Comparison with Federal Regulations
Emergency Assistance is a Temporary Assistance to Needy Families (TANF) program option available to states under previous Aid to Families with Dependent Children (AFDC) statutes to provide short-time assistance to needy families with children. Wisconsin chose to continue the Emergency Assistance program when Wisconsin repealed the AFDC program and accepted federal TANF block grant funds.
There are no federal requirements related to this emergency rule, except that TANF funds must be used to provide assistance to families with children.
Entities Affected by the Rule
W-2 agencies and low-income families.
Estimate of Time Needed to Develop the Rule
200 hours.
Contact Information
Jude Morse
Bureau of Working Families
(608) 266-2784
Financial Institutions — Banking
Subject
Revises Chapters DFI-Bkg 40 to 47, relating to transition from a registration system to a license system under subch. III of ch. 224, Stats., branch offices, and use of trade names.
Policy Analysis
The purpose of this rule is to bring these chapters into conformity with subch. III, ch. 224, Stats., as mandated and affected by 2009 Wisconsin Act 2 and the Secure and Fair Enforcement for Mortgage Licensing (“S.A.F.E.") Act of 2008 regarding the transition from a registration system to a license system for mortgage bankers, mortgage brokers, mortgage loan originators and branch offices. Primarily affected are provisions regarding terminology, and licensing requirements and procedures. The purpose of the rule is also to provide guidance for the use of trade names.
Statutory Authority
Comparison with Federal Regulations
Secure and Fair Enforcement for Mortgage Licensing (“S.A.F.E.") Act of 2008.
Entities Affected by the Rule
Mortgage bankers, mortgage brokers, and mortgage loan originators.
Estimate of Time Needed to Develop the Rule
200 hours.
Contact Information
Mark Schlei, Deputy General Counsel, Department of Financial Institutions, Office of the Secretary, P.O. Box 8861, Madison, WI 53708-8861, tel. (608) 267-1705, e-mail mark.schlei@wisconsin.gov.

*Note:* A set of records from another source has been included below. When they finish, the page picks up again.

//! Download commands.

use std::path::Path;
use tokio::runtime::Runtime;

use super::fail;
use crate::error::ResultExt;
use crate::session::{self, DownloadReport, Downloaded, Session, TrackOutcome};

/// Download a song by id, or everything a catalog link points at
pub fn cmd_download(rt: &Runtime, session: &Session, target: &str) -> anyhow::Result<()> {
    let target = target.trim();
    println!("Processing {}...", target);

    if is_link(target) {
        let downloaded = rt.block_on(session.download_link(target)).map_err(fail)?;
        print_downloaded(&downloaded);
    } else {
        let path = rt.block_on(session.download_song(target)).map_err(fail)?;
        println!("Saved {}", path.display());
    }
    Ok(())
}

/// Download every link listed in `file`, continuing past failures
pub fn cmd_batch(rt: &Runtime, session: &Session, file: &Path) -> anyhow::Result<()> {
    let contents = std::fs::read_to_string(file)
        .with_context(format!("reading {}", file.display()))
        .map_err(fail)?;
    let links = batch_links(&contents);
    if links.is_empty() {
        println!("No links found in {}", file.display());
        return Ok(());
    }

    let mut ok = 0;
    let mut failed = 0;
    for (n, link) in links.iter().enumerate() {
        println!("[{}/{}] {}", n + 1, links.len(), link);
        match rt.block_on(session.download_link(link)) {
            Ok(downloaded) => {
                print_downloaded(&downloaded);
                ok += 1;
            }
            Err(e) => {
                eprintln!("  ✗ {}", session::describe(&e));
                failed += 1;
            }
        }
    }

    println!();
    println!("Completed: {} successful, {} errors", ok, failed);
    Ok(())
}

/// Non-blank, non-comment lines of a batch file.
fn batch_links(contents: &str) -> Vec<&str> {
    contents
        .lines()
        .map(str::trim)
        .filter(|line| !line.is_empty() && !line.starts_with('#'))
        .collect()
}

fn is_link(target: &str) -> bool {
    target.starts_with("http://") || target.starts_with("https://")
}

fn print_downloaded(downloaded: &Downloaded) {
    match downloaded {
        Downloaded::Song(path) => println!("  ✓ Saved {}", path.display()),
        Downloaded::Collection(report) => print_report(report),
    }
}

fn print_report(report: &DownloadReport) {
    if report.available as usize > report.outcomes.len() {
        println!(
            "  Found {} songs, downloaded the first {}",
            report.available,
            report.outcomes.len()
        );
    }
    for outcome in &report.outcomes {
        match outcome {
            TrackOutcome::Saved(path) => println!("  ✓ {}", path.display()),
            TrackOutcome::Failed { title, message } => {
                eprintln!("  ✗ Failed to download {}: {}", title, message)
            }
        }
    }
    println!("  {}", report.summary());
}

#[cfg(test)]
mod tests {
    use super::*;

    #[test]
    fn test_batch_links_skip_blanks_and_comments() {
        let contents = "\
# weekend mix
https://www.jiosaavn.com/song/tum-hi-ho/EToxUyFpcwQ

   https://www.jiosaavn.com/album/aashiqui-2/xe6Gx7Sg12U_
#https://www.jiosaavn.com/artist/x/1
";
        assert_eq!(
            batch_links(contents),
            vec![
                "https://www.jiosaavn.com/song/tum-hi-ho/EToxUyFpcwQ",
                "https://www.jiosaavn.com/album/aashiqui-2/xe6Gx7Sg12U_",
            ]
        );
    }

    #[test]
    fn test_is_link() {
        assert!(is_link("https://www.jiosaavn.com/song/x/1"));
        assert!(is_link("http://jiosaavn.com/song/x/1"));
        assert!(!is_link("EToxUyFpcwQ"));
    }
}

Financial Institutions — Securities
Subject
Revises Chapters DFI-Sec 1 to 5, 7 and 9, relating to making minor changes to securities administrative code sections for conformity with Wisconsin securities statutes and securities agent examination matters.
Policy Analysis
The purpose of the rule is to bring these sections into conformity with Wisconsin securities statutes which were substantially revised in 2008 with the adoption of the Uniform Securities Act of 2002. There are also several securities licensing-related rules that deal with new developments regarding securities agent examinations. Matters affected include statutory citations, definitions, exempt securities and exempt transactions, prospectus requirements, securities registration procedures and exemptions, and securities licensing procedures and requirements.
Statutory Authority
Sections 551.406 (5), 551.605 (1) and 227.11 (2), Stats.
Comparison with Federal Regulations
Section 203A(b)(1)A of the Investment Advisers Act of 1940, Section 205(a)(1) of the Investment Advisers Act of 1940, and Rule 420 of the Securities Act of 1933.

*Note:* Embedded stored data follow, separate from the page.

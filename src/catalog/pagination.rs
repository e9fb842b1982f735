//! 1-indexed page slicing.

/// `list[(page-1)*page_size .. page*page_size]`, clamped to the list.
///
/// `page` and `page_size` are expected to be validated (>= 1); a zero page
/// is treated as page 1.
pub fn slice<T: Clone>(list: &[T], page: u32, page_size: u32) -> Vec<T> {
    let (start, end) = bounds(page, page_size);
    let start = start.min(list.len());
    let end = end.min(list.len());
    list[start..end].to_vec()
}

fn bounds(page: u32, page_size: u32) -> (usize, usize) {
    let page = page.max(1) as usize;
    let size = page_size as usize;
    let start = (page - 1).saturating_mul(size);
    (start, start.saturating_add(size))
}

Entities Affected by the Rule
Issuers of registered securities or securities exempt from registration, broker-dealers and their securities agents, investment advisers and their investment adviser representatives, federal and state securities regulatory authorities, and securities self-regulatory organizations.

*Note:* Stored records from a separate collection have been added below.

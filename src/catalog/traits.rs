//! Trait definitions for the two catalog sources.
//!
//! These traits enable dependency injection and mocking for tests.
//! Production code uses `PrimaryClient` and `FallbackClient`, while tests
//! substitute the recording mocks below.

use async_trait::async_trait;

use super::domain::{CollectionKind, SourceResponse};
use super::fallback::FallbackClient;
use super::primary::{PrimaryClient, PrimaryRequest};
use crate::transport::TransportError;

/// The primary source: raw answers, judged by the caller.
#[async_trait]
pub trait PrimaryApi: Send + Sync {
    async fn send(&self, request: &PrimaryRequest) -> Result<SourceResponse, TransportError>;
}

/// The fallback source. `None` means "not available", for any reason.
#[async_trait]
pub trait FallbackApi: Send + Sync {
    /// Album or playlist; `page` is 0-based.
    async fn get_collection(
        &self,
        kind: CollectionKind,
        id: &str,
        url: Option<&str>,
        page: u32,
        limit: u32,
    ) -> Option<SourceResponse>;

    async fn get_artist(
        &self,
        id: &str,
        page: u32,
        song_count: u32,
        album_count: u32,
        url: Option<&str>,
    ) -> Option<SourceResponse>;

    async fn get_song(&self, id: &str, url: Option<&str>) -> Option<SourceResponse>;
}

// Implement traits for real clients

#[async_trait]
impl PrimaryApi for PrimaryClient {
    async fn send(&self, request: &PrimaryRequest) -> Result<SourceResponse, TransportError> {
        PrimaryClient::send(self, request).await
    }
}

#[async_trait]
impl FallbackApi for FallbackClient {
    async fn get_collection(
        &self,
        kind: CollectionKind,
        id: &str,
        url: Option<&str>,
        page: u32,
        limit: u32,
    ) -> Option<SourceResponse> {
        FallbackClient::get_collection(self, kind, id, url, page, limit).await
    }

    async fn get_artist(
        &self,
        id: &str,
        page: u32,
        song_count: u32,
        album_count: u32,
        url: Option<&str>,
    ) -> Option<SourceResponse> {
        FallbackClient::get_artist(self, id, page, song_count, album_count, url).await
    }

    async fn get_song(&self, id: &str, url: Option<&str>) -> Option<SourceResponse> {
        FallbackClient::get_song(self, id, url).await
    }
}

/// Recording mocks for service tests.
#[cfg(test)]
pub mod mocks {
    use std::collections::HashMap;

    use parking_lot::Mutex;
    use serde_json::Value;

    use super::*;

    /// Mock primary source answering per route (`song`, `album`, `search`, ...).
    #[derive(Default)]
    pub struct MockPrimary {
        responses: HashMap<&'static str, Result<Value, TransportError>>,
        /// Every request received, in order
        pub requests: Mutex<Vec<PrimaryRequest>>,
    }

    impl MockPrimary {
        pub fn new() -> Self {
            Self::default()
        }

        /// Answer `route` with `body`.
        pub fn with(mut self, route: &'static str, body: Value) -> Self {
            self.responses.insert(route, Ok(body));
            self
        }

        /// Fail `route` with a transport error.
        pub fn failing(mut self, route: &'static str, error: TransportError) -> Self {
            self.responses.insert(route, Err(error));
            self
        }

        pub fn routes(&self) -> Vec<&'static str> {
            self.requests.lock().iter().map(PrimaryRequest::route).collect()
        }
    }

    #[async_trait]
    impl PrimaryApi for MockPrimary {
        async fn send(&self, request: &PrimaryRequest) -> Result<SourceResponse, TransportError> {
            self.requests.lock().push(request.clone());
            match self.responses.get(request.route()) {
                Some(Ok(body)) => Ok(SourceResponse::primary(body.clone())),
                Some(Err(e)) => Err(e.clone()),
                // Unconfigured routes behave like the HTML sentinel
                None => Ok(SourceResponse::primary(Value::Object(Default::default()))),
            }
        }
    }

    /// One recorded fallback call.
    #[derive(Debug, Clone, PartialEq, Eq)]
    pub struct FallbackCall {
        pub endpoint: &'static str,
        pub id: String,
        pub url: Option<String>,
        pub page: u32,
        pub limit: u32,
    }

    /// Mock fallback source; `None` payloads mean "unsuccessful".
    #[derive(Default)]
    pub struct MockFallback {
        pub collection: Option<Value>,
        pub artist: Option<Value>,
        pub song: Option<Value>,
        pub calls: Mutex<Vec<FallbackCall>>,
    }

    impl MockFallback {
        /// A fallback that never has anything.
        pub fn unavailable() -> Self {
            Self::default()
        }

        pub fn with_collection(data: Value) -> Self {
            Self {
                collection: Some(data),
                ..Self::default()
            }
        }

        pub fn with_artist(data: Value) -> Self {
            Self {
                artist: Some(data),
                ..Self::default()
            }
        }

        pub fn with_song(data: Value) -> Self {
            Self {
                song: Some(data),
                ..Self::default()
            }
        }

        pub fn calls(&self) -> Vec<FallbackCall> {
            self.calls.lock().clone()
        }

        fn record(&self, endpoint: &'static str, id: &str, url: Option<&str>, page: u32, limit: u32) {
            self.calls.lock().push(FallbackCall {
                endpoint,
                id: id.to_string(),
                url: url.map(str::to_string),
                page,
                limit,
            });
        }
    }

    #[async_trait]
    impl FallbackApi for MockFallback {
        async fn get_collection(
            &self,
            kind: CollectionKind,
            id: &str,
            url: Option<&str>,
            page: u32,
            limit: u32,
        ) -> Option<SourceResponse> {
            self.record(kind.as_str(), id, url, page, limit);
            self.collection.clone().map(SourceResponse::fallback)
        }

        async fn get_artist(
            &self,
            id: &str,
            page: u32,
            song_count: u32,
            _album_count: u32,
            url: Option<&str>,
        ) -> Option<SourceResponse> {
            self.record("artist", id, url, page, song_count);
            self.artist.clone().map(SourceResponse::fallback)
        }

        async fn get_song(&self, id: &str, url: Option<&str>) -> Option<SourceResponse> {
            self.record("song", id, url, 0, 0);
            self.song.clone().map(SourceResponse::fallback)
        }
    }

    #[cfg(test)]
    mod tests {
        use super::*;
        use serde_json::json;

        #[tokio::test]
        async fn test_mock_primary_records_routes() {
            let mock = MockPrimary::new().with("song", json!({"songs": []}));
            let response = mock
                .send(&PrimaryRequest::Song {
                    token: "x".to_string(),
                })
                .await
                .unwrap();
            assert_eq!(response.body, json!({"songs": []}));
            assert_eq!(mock.routes(), vec!["song"]);
        }

        #[tokio::test]
        async fn test_mock_primary_error() {
            let mock = MockPrimary::new().failing("lyrics", TransportError::Blocked);
            let result = mock
                .send(&PrimaryRequest::Lyrics {
                    lyrics_id: "l".to_string(),
                })
                .await;
            assert_eq!(result, Err(TransportError::Blocked));
        }

        #[tokio::test]
        async fn test_mock_fallback_records_calls() {
            let mock = MockFallback::unavailable();
            assert!(mock.get_song("abc", None).await.is_none());
            assert_eq!(mock.calls()[0].endpoint, "song");
            assert_eq!(mock.calls()[0].id, "abc");
        }
    }
}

Estimate of Time Needed to Develop the Rule
100 hours.
Contact Information
Mark Schlei, Deputy General Counsel, Department of Financial Institutions, Office of the Secretary, P.O. Box 8861, Madison, WI 53708-8861, tel. (608) 267-1705, e-mail mark.schlei@wisconsin.gov.
Natural Resources
Fish, Game, etc., Chs. NR 1
Subject
Revises Chapter NR 10, relating to establishing alternatives to earn-a-buck hunting regulations.
Objective of the Rule
The Natural Resources Board will establish a special study committee to develop potential alternatives to earn-a-buck regulations for the 2010 deer season. Any approved alternatives will require administrative rules that modify sections of Chapter NR 10. These rules will establish a deer hunting season framework to be used when the normal season framework is insufficient to manage the deer herd.
Policy Analysis
The department currently has a variety of deer season framework options which are designed to effectively manage the size of the herd through hunting. To address hunters' concerns with existing season options, additional options will be investigated.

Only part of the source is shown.